(Stored records)
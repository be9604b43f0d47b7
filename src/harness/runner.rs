//! Timed dispatch loop.

use std::time::{Duration, Instant};

use axum::http::StatusCode;
use serde::Serialize;

use crate::fixture::RouteRequest;
use crate::harness::{Dispatcher, HarnessError, RequestCycle, ResponseRecorder};

/// Body written by every benchmark handler.
pub const HELLO_BODY: &str = "hello";

/// What, if anything, to assert about each response.
#[derive(Debug, Clone, Default, PartialEq, Eq)]
pub enum ResponseCheck {
    /// Latency only; responses are never inspected.
    #[default]
    Disabled,
    /// Every response must carry `status` and, if set, exactly `body`.
    Expect {
        status: StatusCode,
        body: Option<String>,
    },
}

impl ResponseCheck {
    /// `200 OK` with body `hello`.
    pub fn hello() -> Self {
        ResponseCheck::Expect {
            status: StatusCode::OK,
            body: Some(HELLO_BODY.to_string()),
        }
    }

    pub fn is_enabled(&self) -> bool {
        !matches!(self, ResponseCheck::Disabled)
    }

    fn verify(
        &self,
        request: &RouteRequest,
        recorder: &ResponseRecorder,
    ) -> Result<(), HarnessError> {
        let ResponseCheck::Expect { status, body } = self else {
            return Ok(());
        };

        let body_ok = body
            .as_deref()
            .map_or(true, |expected| recorder.body() == expected.as_bytes());
        if recorder.status() == *status && body_ok {
            return Ok(());
        }

        Err(HarnessError::UnexpectedResponse {
            method: request.method().clone(),
            path: request.path().to_string(),
            status: recorder.status(),
            body: recorder.body_text().into_owned(),
            expected_status: *status,
            expected_body: body.clone().unwrap_or_default(),
        })
    }
}

/// Outcome of one timed run.
#[derive(Debug, Clone, Serialize)]
pub struct RunReport {
    pub iterations: u64,
    pub elapsed_ns: u64,
}

impl RunReport {
    pub fn new(iterations: u64, elapsed: Duration) -> Self {
        Self {
            iterations,
            elapsed_ns: u64::try_from(elapsed.as_nanos()).unwrap_or(u64::MAX),
        }
    }

    pub fn elapsed(&self) -> Duration {
        Duration::from_nanos(self.elapsed_ns)
    }

    /// Mean nanoseconds per dispatch, 0 for an empty run.
    pub fn ns_per_op(&self) -> f64 {
        if self.iterations == 0 {
            0.0
        } else {
            self.elapsed_ns as f64 / self.iterations as f64
        }
    }
}

/// Drives one dispatcher over one request sequence.
pub struct Harness<'a, D: Dispatcher + ?Sized> {
    dispatcher: &'a mut D,
    cycle: RequestCycle<'a>,
    recorder: ResponseRecorder,
    check: ResponseCheck,
    dispatched: u64,
}

impl<'a, D: Dispatcher + ?Sized> Harness<'a, D> {
    pub fn new(dispatcher: &'a mut D, requests: &'a [RouteRequest], check: ResponseCheck) -> Self {
        Self {
            dispatcher,
            cycle: RequestCycle::new(requests),
            recorder: ResponseRecorder::new(),
            check,
            dispatched: 0,
        }
    }

    /// Dispatch the next request in round-robin order.
    ///
    /// Returns `Ok(false)` without dispatching when the sequence is empty.
    #[inline]
    pub fn step(&mut self) -> Result<bool, HarnessError> {
        let Some(request) = self.cycle.next_request() else {
            return Ok(false);
        };
        self.recorder.reset();
        self.dispatcher.dispatch(request, &mut self.recorder);
        self.dispatched += 1;
        self.check.verify(request, &self.recorder)?;
        Ok(true)
    }

    /// Dispatch `iterations` requests and time the loop.
    ///
    /// Stops at the first failed check. An empty sequence reports zero
    /// iterations.
    pub fn run(&mut self, iterations: u64) -> Result<RunReport, HarnessError> {
        if self.cycle.is_empty() {
            return Ok(RunReport::new(0, Duration::ZERO));
        }

        let start = Instant::now();
        for _ in 0..iterations {
            self.step()?;
        }
        let report = RunReport::new(iterations, start.elapsed());

        tracing::debug!(
            iterations,
            requests = self.cycle.len(),
            ns_per_op = report.ns_per_op(),
            "Run finished"
        );
        Ok(report)
    }

    /// Response of the most recent dispatch.
    pub fn recorder(&self) -> &ResponseRecorder {
        &self.recorder
    }

    /// Total requests dispatched by this harness.
    pub fn dispatched(&self) -> u64 {
        self.dispatched
    }
}
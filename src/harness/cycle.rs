//! Round-robin replay over a request sequence.

use crate::fixture::RouteRequest;

/// Endless cursor over `requests`, wrapping to index 0 when exhausted.
#[derive(Debug, Clone)]
pub struct RequestCycle<'a> {
    requests: &'a [RouteRequest],
    cursor: usize,
}

impl<'a> RequestCycle<'a> {
    pub fn new(requests: &'a [RouteRequest]) -> Self {
        Self { requests, cursor: 0 }
    }

    /// Next request in round-robin order, or `None` if the sequence is empty.
    pub fn next_request(&mut self) -> Option<&'a RouteRequest> {
        if self.cursor >= self.requests.len() {
            self.cursor = 0;
        }
        let request = self.requests.get(self.cursor)?;
        self.cursor += 1;
        Some(request)
    }

    /// Index the next call to [`next_request`](Self::next_request) returns.
    pub fn position(&self) -> usize {
        if self.cursor >= self.requests.len() {
            0
        } else {
            self.cursor
        }
    }

    pub fn len(&self) -> usize {
        self.requests.len()
    }

    pub fn is_empty(&self) -> bool {
        self.requests.is_empty()
    }
}

impl<'a> Iterator for RequestCycle<'a> {
    type Item = &'a RouteRequest;

    fn next(&mut self) -> Option<Self::Item> {
        self.next_request()
    }
}
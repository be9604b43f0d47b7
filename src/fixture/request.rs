//! Request sequences replayed by the harness.

use axum::http::{Method, Request, Uri};

use crate::fixture::{is_path_segment, request_count, resource_names, FixtureError};

/// Member id used in `/ns/res/<id>` paths unless configured otherwise.
pub const DEFAULT_MEMBER_ID: &str = "3937";

/// Path served by the single-route "Simple" cases.
pub const SIMPLE_PATH: &str = "/action";

/// The five request shapes generated per namespace x resource pair.
#[derive(Debug, Clone, Copy, PartialEq, Eq)]
pub enum RouteVariant {
    /// `GET /ns/res`
    List,
    /// `POST /ns/res`
    Create,
    /// `GET /ns/res/<id>`
    Show,
    /// `PUT /ns/res/<id>`
    Update,
    /// `DELETE /ns/res/<id>`
    Delete,
}

impl RouteVariant {
    /// Generation order of the variants.
    pub const ALL: [RouteVariant; 5] = [
        RouteVariant::List,
        RouteVariant::Create,
        RouteVariant::Show,
        RouteVariant::Update,
        RouteVariant::Delete,
    ];

    pub fn method(self) -> Method {
        match self {
            RouteVariant::List | RouteVariant::Show => Method::GET,
            RouteVariant::Create => Method::POST,
            RouteVariant::Update => Method::PUT,
            RouteVariant::Delete => Method::DELETE,
        }
    }

    /// True for variants addressing a single member rather than the collection.
    pub fn is_member(self) -> bool {
        matches!(self, RouteVariant::Show | RouteVariant::Update | RouteVariant::Delete)
    }
}

/// A pre-parsed method + URI pair.
#[derive(Debug, Clone, PartialEq, Eq)]
pub struct RouteRequest {
    method: Method,
    uri: Uri,
}

impl RouteRequest {
    /// Parse `path` into a request for `method`.
    pub fn new(method: Method, path: &str) -> Result<Self, FixtureError> {
        let uri = Uri::try_from(path)?;
        Ok(Self { method, uri })
    }

    pub fn method(&self) -> &Method {
        &self.method
    }

    pub fn uri(&self) -> &Uri {
        &self.uri
    }

    pub fn path(&self) -> &str {
        self.uri.path()
    }

    /// Build a fresh `http::Request` with an empty body.
    ///
    /// Requests are consumed by the services under test, so a new one is
    /// assembled on every dispatch. Method and URI clones are reference counted.
    pub fn to_http<B: Default>(&self) -> Request<B> {
        let mut request = Request::new(B::default());
        *request.method_mut() = self.method.clone();
        *request.uri_mut() = self.uri.clone();
        request
    }
}

/// Namespaces, resources, and the ordered request sequence derived from them.
#[derive(Debug, Clone)]
pub struct Fixture {
    namespaces: Vec<String>,
    resources: Vec<String>,
    requests: Vec<RouteRequest>,
}

impl Fixture {
    /// Generate the fixture for `n` resources per namespace.
    pub fn generate<S: AsRef<str>>(namespaces: &[S], n: usize) -> Result<Self, FixtureError> {
        Self::with_member_id(namespaces, n, DEFAULT_MEMBER_ID)
    }

    /// Generate the fixture using `member_id` in member paths.
    ///
    /// Requests are ordered namespace-major, then resource, then
    /// [`RouteVariant::ALL`].
    pub fn with_member_id<S: AsRef<str>>(
        namespaces: &[S],
        n: usize,
        member_id: &str,
    ) -> Result<Self, FixtureError> {
        let namespaces: Vec<String> = namespaces.iter().map(|ns| ns.as_ref().to_string()).collect();
        if let Some(bad) = namespaces.iter().find(|ns| !is_path_segment(ns)) {
            return Err(FixtureError::InvalidSegment(bad.clone()));
        }
        if !is_path_segment(member_id) {
            return Err(FixtureError::InvalidSegment(member_id.to_string()));
        }

        let resources = resource_names(n);
        let mut requests = Vec::with_capacity(request_count(namespaces.len(), resources.len()));

        for ns in &namespaces {
            for res in &resources {
                let collection = format!("/{}/{}", ns, res);
                let member = format!("{}/{}", collection, member_id);
                for variant in RouteVariant::ALL {
                    let path = if variant.is_member() { &member } else { &collection };
                    requests.push(RouteRequest::new(variant.method(), path)?);
                }
            }
        }

        tracing::debug!(
            namespaces = namespaces.len(),
            resources = resources.len(),
            requests = requests.len(),
            "Fixture generated"
        );

        Ok(Self {
            namespaces,
            resources,
            requests,
        })
    }

    /// The single `GET /action` request used by the "Simple" cases.
    pub fn simple() -> Self {
        let request = RouteRequest {
            method: Method::GET,
            uri: Uri::from_static(SIMPLE_PATH),
        };
        Self {
            namespaces: Vec::new(),
            resources: Vec::new(),
            requests: vec![request],
        }
    }

    pub fn namespaces(&self) -> &[String] {
        &self.namespaces
    }

    pub fn resources(&self) -> &[String] {
        &self.resources
    }

    pub fn requests(&self) -> &[RouteRequest] {
        &self.requests
    }

    pub fn len(&self) -> usize {
        self.requests.len()
    }

    pub fn is_empty(&self) -> bool {
        self.requests.is_empty()
    }
}

#[cfg(test)]
mod tests {
    use super::*;
    use crate::fixture::{resource_token, DEFAULT_NAMESPACES};

    #[test]
    fn test_request_count_for_scales() {
        for n in [0, 1, 5, 10, 20] {
            let fixture = Fixture::generate(&DEFAULT_NAMESPACES, n).unwrap();
            assert_eq!(fixture.len(), 3 * n * 5);
            assert_eq!(fixture.resources().len(), n);
        }
    }

    #[test]
    fn test_first_pair_shape() {
        let fixture = Fixture::generate(&DEFAULT_NAMESPACES, 1).unwrap();
        let res = resource_token(0);
        let got: Vec<(Method, String)> = fixture.requests()[..5]
            .iter()
            .map(|r| (r.method().clone(), r.path().to_string()))
            .collect();

        assert_eq!(
            got,
            vec![
                (Method::GET, format!("/admin/{}", res)),
                (Method::POST, format!("/admin/{}", res)),
                (Method::GET, format!("/admin/{}/3937", res)),
                (Method::PUT, format!("/admin/{}/3937", res)),
                (Method::DELETE, format!("/admin/{}/3937", res)),
            ]
        );
    }

    #[test]
    fn test_namespace_major_order() {
        let fixture = Fixture::generate(&DEFAULT_NAMESPACES, 2).unwrap();
        let requests = fixture.requests();
        assert!(requests[0].path().starts_with("/admin/"));
        assert!(requests[5].path().starts_with(&format!("/admin/{}", resource_token(1))));
        assert!(requests[10].path().starts_with("/api/"));
        assert!(requests[20].path().starts_with("/site/"));
    }

    #[test]
    fn test_generation_is_deterministic() {
        let a = Fixture::generate(&DEFAULT_NAMESPACES, 10).unwrap();
        let b = Fixture::generate(&DEFAULT_NAMESPACES, 10).unwrap();
        assert_eq!(a.requests(), b.requests());
    }

    #[test]
    fn test_custom_member_id() {
        let fixture = Fixture::with_member_id(&["v1"], 1, "42").unwrap();
        assert_eq!(fixture.len(), 5);
        assert!(fixture.requests()[2].path().ends_with("/42"));
    }

    #[test]
    fn test_rejects_bad_segments() {
        assert!(matches!(
            Fixture::generate(&["ad min"], 1),
            Err(FixtureError::InvalidSegment(s)) if s == "ad min"
        ));
        assert!(Fixture::with_member_id(&["admin"], 1, ":id").is_err());
    }

    #[test]
    fn test_simple_fixture() {
        let fixture = Fixture::simple();
        assert_eq!(fixture.len(), 1);
        assert_eq!(*fixture.requests()[0].method(), Method::GET);
        assert_eq!(fixture.requests()[0].path(), SIMPLE_PATH);
    }

    #[test]
    fn test_to_http_copies_method_and_uri() {
        let request = RouteRequest::new(Method::PUT, "/api/x/3937").unwrap();
        let http: Request<()> = request.to_http();
        assert_eq!(*http.method(), Method::PUT);
        assert_eq!(http.uri().path(), "/api/x/3937");
    }
}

▸ **Work request**: Up to and including the line with "recorder.body() == expected.as_bytes());", repeat the entries exactly, beginning at their first line.

▸ **Task answer**:
repository be9604b43f0d47b7
filename src/harness/runner.rs
//! Timed dispatch loop.

use std::time::{Duration, Instant};

use axum::http::StatusCode;
use serde::Serialize;

use crate::fixture::RouteRequest;
use crate::harness::{Dispatcher, HarnessError, RequestCycle, ResponseRecorder};

/// Body written by every benchmark handler.
pub const HELLO_BODY: &str = "hello";

/// What, if anything, to assert about each response.
#[derive(Debug, Clone, Default, PartialEq, Eq)]
pub enum ResponseCheck {
    /// Latency only; responses are never inspected.
    #[default]
    Disabled,
    /// Every response must carry `status` and, if set, exactly `body`.
    Expect {
        status: StatusCode,
        body: Option<String>,
    },
}

impl ResponseCheck {
    /// `200 OK` with body `hello`.
    pub fn hello() -> Self {
        ResponseCheck::Expect {
            status: StatusCode::OK,
            body: Some(HELLO_BODY.to_string()),
        }
    }

    pub fn is_enabled(&self) -> bool {
        !matches!(self, ResponseCheck::Disabled)
    }

    fn verify(
        &self,
        request: &RouteRequest,
        recorder: &ResponseRecorder,
    ) -> Result<(), HarnessError> {
        let ResponseCheck::Expect { status, body } = self else {
            return Ok(());
        };

        let body_ok = body
            .as_deref()
            .map_or(true, |expected| recorder.body() == expected.as_bytes());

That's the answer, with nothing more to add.